Exercise prompt
These entries are to be retyped in full, word for word.

* * * * * * * * *

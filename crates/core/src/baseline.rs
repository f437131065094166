//! Baseline persistence and refresh — suppress accepted findings, report new ones

use crate::finding::{Finding, Severity};
use crate::log::Logger;
use anyhow::{Context, Result};
use chrono::{SecondsFormat, Utc};
use serde::{Deserialize, Serialize};
use std::collections::{BTreeSet, HashSet};
use std::fs;
use std::path::Path;

pub const BASELINE_VERSION: u32 = 2;

/// One accepted finding, keyed by fingerprint.
#[derive(Debug, Clone, PartialEq, Eq, Serialize, Deserialize)]
#[serde(rename_all = "camelCase")]
pub struct BaselineEntry {
    pub fingerprint: String,
    pub tool: String,
    pub rule_id: String,
    pub severity: Severity,

    #[serde(default, skip_serializing_if = "Option::is_none")]
    pub note: Option<String>,

    /// Set the first time the fingerprint is accepted, preserved across
    /// refreshes while it keeps appearing.
    #[serde(default, skip_serializing_if = "Option::is_none")]
    pub added_at: Option<String>,
}

/// Full baseline document stored on disk.
#[derive(Debug, Clone, Serialize, Deserialize)]
#[serde(rename_all = "camelCase")]
pub struct Baseline {
    pub version: u32,
    pub generated_at: String,
    pub entries: Vec<BaselineEntry>,
}

impl Baseline {
    pub fn empty() -> Self {
        Baseline {
            version: BASELINE_VERSION,
            generated_at: now_rfc3339(),
            entries: Vec::new(),
        }
    }

    pub fn fingerprints(&self) -> HashSet<&str> {
        self.entries.iter().map(|e| e.fingerprint.as_str()).collect()
    }
}

fn now_rfc3339() -> String {
    Utc::now().to_rfc3339_opts(SecondsFormat::Secs, true)
}

fn sort_entries(entries: &mut [BaselineEntry]) {
    entries.sort_by(|a, b| {
        (a.tool.as_str(), a.rule_id.as_str(), a.fingerprint.as_str()).cmp(&(
            b.tool.as_str(),
            b.rule_id.as_str(),
            b.fingerprint.as_str(),
        ))
    });
}

// Legacy (v1) baseline: acceptance records keyed by an ad hoc map.
#[derive(Debug, Deserialize)]
#[serde(rename_all = "camelCase")]
struct LegacyBaseline {
    #[serde(default)]
    generated_at: Option<String>,
    accepted: std::collections::BTreeMap<String, LegacyEntry>,
}

#[derive(Debug, Deserialize)]
#[serde(rename_all = "camelCase")]
struct LegacyEntry {
    tool: String,
    rule_id: String,
    severity: Severity,
    #[serde(default)]
    note: Option<String>,
    #[serde(default)]
    added_at: Option<String>,
}

/// Load a baseline. Missing or unreadable files yield an empty baseline
/// with a warning, never a fatal error. Legacy v1 documents are migrated
/// to the entries form in memory.
pub fn read_baseline(path: &Path, log: &Logger) -> Baseline {
    let data = match fs::read_to_string(path) {
        Ok(d) => d,
        Err(e) if e.kind() == std::io::ErrorKind::NotFound => return Baseline::empty(),
        Err(e) => {
            log.warn(&format!(
                "could not read baseline {}: {} — starting from an empty baseline",
                path.display(),
                e
            ));
            return Baseline::empty();
        }
    };

    if let Ok(baseline) = serde_json::from_str::<Baseline>(&data) {
        return baseline;
    }

    if let Ok(legacy) = serde_json::from_str::<LegacyBaseline>(&data) {
        log.note(&format!(
            "migrating legacy baseline format at {}",
            path.display()
        ));
        let mut entries: Vec<BaselineEntry> = legacy
            .accepted
            .into_iter()
            .map(|(fingerprint, e)| BaselineEntry {
                fingerprint,
                tool: e.tool,
                rule_id: e.rule_id,
                severity: e.severity,
                note: e.note,
                added_at: e.added_at,
            })
            .collect();
        sort_entries(&mut entries);
        return Baseline {
            version: BASELINE_VERSION,
            generated_at: legacy.generated_at.unwrap_or_else(now_rfc3339),
            entries,
        };
    }

    log.warn(&format!(
        "baseline {} is not valid JSON — starting from an empty baseline",
        path.display()
    ));
    Baseline::empty()
}

/// Findings partitioned by baseline membership. `new` is what gates CI.
#[derive(Debug, Default)]
pub struct BaselinePartition {
    pub new: Vec<Finding>,
    pub suppressed: Vec<Finding>,
}

pub fn filter_against_baseline(findings: Vec<Finding>, baseline: &Baseline) -> BaselinePartition {
    let known = baseline.fingerprints();
    let mut partition = BaselinePartition::default();
    for finding in findings {
        if known.contains(finding.fingerprint.as_str()) {
            partition.suppressed.push(finding);
        } else {
            partition.new.push(finding);
        }
    }
    partition
}

/// Refresh a baseline against a run's complete finding set.
///
/// `all_findings` must be the full (deduplicated) set from the run, not
/// the already-filtered new subset: otherwise "still present" cannot be
/// told apart from "fixed" and valid entries get pruned.
///
/// `include` decides whether a new finding is accepted (the tool's
/// `baseline_include` policy).
pub fn update_baseline(
    baseline: &Baseline,
    all_findings: &[Finding],
    tools_that_ran: &BTreeSet<String>,
    include: impl Fn(&Finding) -> bool,
) -> Baseline {
    let current: HashSet<&str> = all_findings.iter().map(|f| f.fingerprint.as_str()).collect();

    let mut entries: Vec<BaselineEntry> = Vec::new();
    for entry in &baseline.entries {
        if current.contains(entry.fingerprint.as_str()) {
            // Still present: keep unchanged, addedAt preserved.
            entries.push(entry.clone());
        } else if tools_that_ran.contains(&entry.tool) {
            // The tool ran and no longer reports it: fixed, drop.
        } else {
            // No information to judge it by: keep untouched.
            entries.push(entry.clone());
        }
    }

    let kept: HashSet<String> = entries.iter().map(|e| e.fingerprint.clone()).collect();
    for finding in all_findings {
        if kept.contains(&finding.fingerprint) || !include(finding) {
            continue;
        }
        entries.push(BaselineEntry {
            fingerprint: finding.fingerprint.clone(),
            tool: finding.tool.clone(),
            rule_id: finding.rule_id.clone(),
            severity: finding.severity,
            note: None,
            added_at: Some(now_rfc3339()),
        });
    }

    sort_entries(&mut entries);

    // A no-op refresh keeps the old timestamp so repeated runs produce
    // byte-identical files.
    let mut old_sorted = baseline.entries.clone();
    sort_entries(&mut old_sorted);
    let generated_at = if entries == old_sorted {
        baseline.generated_at.clone()
    } else {
        now_rfc3339()
    };

    Baseline {
        version: BASELINE_VERSION,
        generated_at,
        entries,
    }
}

/// Persist a baseline. Entries are re-sorted before serializing so the
/// on-disk form is deterministic; the file always ends with a newline.
pub fn write_baseline(baseline: &Baseline, path: &Path) -> Result<()> {
    let mut sorted = baseline.clone();
    sort_entries(&mut sorted.entries);

    if let Some(parent) = path.parent() {
        fs::create_dir_all(parent)
            .with_context(|| format!("creating baseline dir {}", parent.display()))?;
    }
    let mut json = serde_json::to_string_pretty(&sorted).context("serializing baseline")?;
    json.push('\n');
    fs::write(path, json).with_context(|| format!("writing {}", path.display()))?;
    Ok(())
}

/// Pruning entries for deleted files is intentionally deferred: an entry
/// only disappears when its tool runs and stops reporting the
/// fingerprint.
pub fn prune_baseline(_baseline: &mut Baseline) {}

* * * * * * * * *

Exercise answer
filename crates/core/src/baseline.rs
repository f437131065094166
//! Baseline persistence and refresh — suppress accepted findings, report new ones

use crate::finding::{Finding, Severity};
use crate::log::Logger;
use anyhow::{Context, Result};
use chrono::{SecondsFormat, Utc};
use serde::{Deserialize, Serialize};
use std::collections::{BTreeSet, HashSet};
use std::fs;
use std::path::Path;

pub const BASELINE_VERSION: u32 = 2;

/// One accepted finding, keyed by fingerprint.
#[derive(Debug, Clone, PartialEq, Eq, Serialize, Deserialize)]
#[serde(rename_all = "camelCase")]
pub struct BaselineEntry {
    pub fingerprint: String,
    pub tool: String,
    pub rule_id: String,
    pub severity: Severity,

    #[serde(default, skip_serializing_if = "Option::is_none")]
    pub note: Option<String>,

    /// Set the first time the fingerprint is accepted, preserved across
    /// refreshes while it keeps appearing.
    #[serde(default, skip_serializing_if = "Option::is_none")]
    pub added_at: Option<String>,
}

/// Full baseline document stored on disk.
#[derive(Debug, Clone, Serialize, Deserialize)]
#[serde(rename_all = "camelCase")]
pub struct Baseline {
    pub version: u32,
    pub generated_at: String,
    pub entries: Vec<BaselineEntry>,
}

impl Baseline {
    pub fn empty() -> Self {
        Baseline {
            version: BASELINE_VERSION,
            generated_at: now_rfc3339(),
            entries: Vec::new(),
        }
    }

    pub fn fingerprints(&self) -> HashSet<&str> {
        self.entries.iter().map(|e| e.fingerprint.as_str()).collect()
    }
}

fn now_rfc3339() -> String {
    Utc::now().to_rfc3339_opts(SecondsFormat::Secs, true)
}

fn sort_entries(entries: &mut [BaselineEntry]) {
    entries.sort_by(|a, b| {
        (a.tool.as_str(), a.rule_id.as_str(), a.fingerprint.as_str()).cmp(&(
            b.tool.as_str(),
            b.rule_id.as_str(),
            b.fingerprint.as_str(),
        ))
    });
}

// Legacy (v1) baseline: acceptance records keyed by an ad hoc map.
#[derive(Debug, Deserialize)]
#[serde(rename_all = "camelCase")]
struct LegacyBaseline {
    #[serde(default)]
    generated_at: Option<String>,
    accepted: std::collections::BTreeMap<String, LegacyEntry>,
}

#[derive(Debug, Deserialize)]
#[serde(rename_all = "camelCase")]
struct LegacyEntry {
    tool: String,
    rule_id: String,
    severity: Severity,
    #[serde(default)]
    note: Option<String>,
    #[serde(default)]
    added_at: Option<String>,
}

/// Load a baseline. Missing or unreadable files yield an empty baseline
/// with a warning, never a fatal error. Legacy v1 documents are migrated
/// to the entries form in memory.
pub fn read_baseline(path: &Path, log: &Logger) -> Baseline {
    let data = match fs::read_to_string(path) {
        Ok(d) => d,
        Err(e) if e.kind() == std::io::ErrorKind::NotFound => return Baseline::empty(),
        Err(e) => {
            log.warn(&format!(
                "could not read baseline {}: {} — starting from an empty baseline",
                path.display(),
                e
            ));
            return Baseline::empty();
        }
    };

    if let Ok(baseline) = serde_json::from_str::<Baseline>(&data) {
        return baseline;
    }

    if let Ok(legacy) = serde_json::from_str::<LegacyBaseline>(&data) {
        log.note(&format!(
            "migrating legacy baseline format at {}",
            path.display()
        ));
        let mut entries: Vec<BaselineEntry> = legacy
            .accepted
            .into_iter()
            .map(|(fingerprint, e)| BaselineEntry {
                fingerprint,
                tool: e.tool,
                rule_id: e.rule_id,
                severity: e.severity,
                note: e.note,
                added_at: e.added_at,
            })
            .collect();
        sort_entries(&mut entries);
        return Baseline {
            version: BASELINE_VERSION,
            generated_at: legacy.generated_at.unwrap_or_else(now_rfc3339),
            entries,
        };
    }

    log.warn(&format!(
        "baseline {} is not valid JSON — starting from an empty baseline",
        path.display()
    ));
    Baseline::empty()
}

/// Findings partitioned by baseline membership. `new` is what gates CI.
#[derive(Debug, Default)]
pub struct BaselinePartition {
    pub new: Vec<Finding>,
    pub suppressed: Vec<Finding>,
}

pub fn filter_against_baseline(findings: Vec<Finding>, baseline: &Baseline) -> BaselinePartition {
    let known = baseline.fingerprints();
    let mut partition = BaselinePartition::default();
    for finding in findings {
        if known.contains(finding.fingerprint.as_str()) {
            partition.suppressed.push(finding);
        } else {
            partition.new.push(finding);
        }
    }
    partition
}

/// Refresh a baseline against a run's complete finding set.
///
/// `all_findings` must be the full (deduplicated) set from the run, not
/// the already-filtered new subset: otherwise "still present" cannot be
/// told apart from "fixed" and valid entries get pruned.
///
/// `include` decides whether a new finding is accepted (the tool's
/// `baseline_include` policy).
pub fn update_baseline(
    baseline: &Baseline,
    all_findings: &[Finding],
    tools_that_ran: &BTreeSet<String>,
    include: impl Fn(&Finding) -> bool,
) -> Baseline {
    let current: HashSet<&str> = all_findings.iter().map(|f| f.fingerprint.as_str()).collect();

    let mut entries: Vec<BaselineEntry> = Vec::new();
    for entry in &baseline.entries {
        if current.contains(entry.fingerprint.as_str()) {
            // Still present: keep unchanged, addedAt preserved.
            entries.push(entry.clone());
        } else if tools_that_ran.contains(&entry.tool) {
            // The tool ran and no longer reports it: fixed, drop.
        } else {
            // No information to judge it by: keep untouched.
            entries.push(entry.clone());
        }
    }

    let kept: HashSet<String> = entries.iter().map(|e| e.fingerprint.clone()).collect();
    for finding in all_findings {
        if kept.contains(&finding.fingerprint) || !include(finding) {
            continue;
        }
        entries.push(BaselineEntry {
            fingerprint: finding.fingerprint.clone(),
            tool: finding.tool.clone(),
            rule_id: finding.rule_id.clone(),
            severity: finding.severity,
            note: None,
            added_at: Some(now_rfc3339()),
        });
    }

    sort_entries(&mut entries);

    // A no-op refresh keeps the old timestamp so repeated runs produce
    // byte-identical files.
    let mut old_sorted = baseline.entries.clone();
    sort_entries(&mut old_sorted);
    let generated_at = if entries == old_sorted {
        baseline.generated_at.clone()
    } else {
        now_rfc3339()
    };

    Baseline {
        version: BASELINE_VERSION,
        generated_at,
        entries,
    }
}

/// Persist a baseline. Entries are re-sorted before serializing so the
/// on-disk form is deterministic; the file always ends with a newline.
pub fn write_baseline(baseline: &Baseline, path: &Path) -> Result<()> {
    let mut sorted = baseline.clone();
    sort_entries(&mut sorted.entries);

    if let Some(parent) = path.parent() {
        fs::create_dir_all(parent)
            .with_context(|| format!("creating baseline dir {}", parent.display()))?;
    }
    let mut json = serde_json::to_string_pretty(&sorted).context("serializing baseline")?;
    json.push('\n');
    fs::write(path, json).with_context(|| format!("writing {}", path.display()))?;
    Ok(())
}

/// Pruning entries for deleted files is intentionally deferred: an entry
/// only disappears when its tool runs and stops reporting the
/// fingerprint.
pub fn prune_baseline(_baseline: &mut Baseline) {}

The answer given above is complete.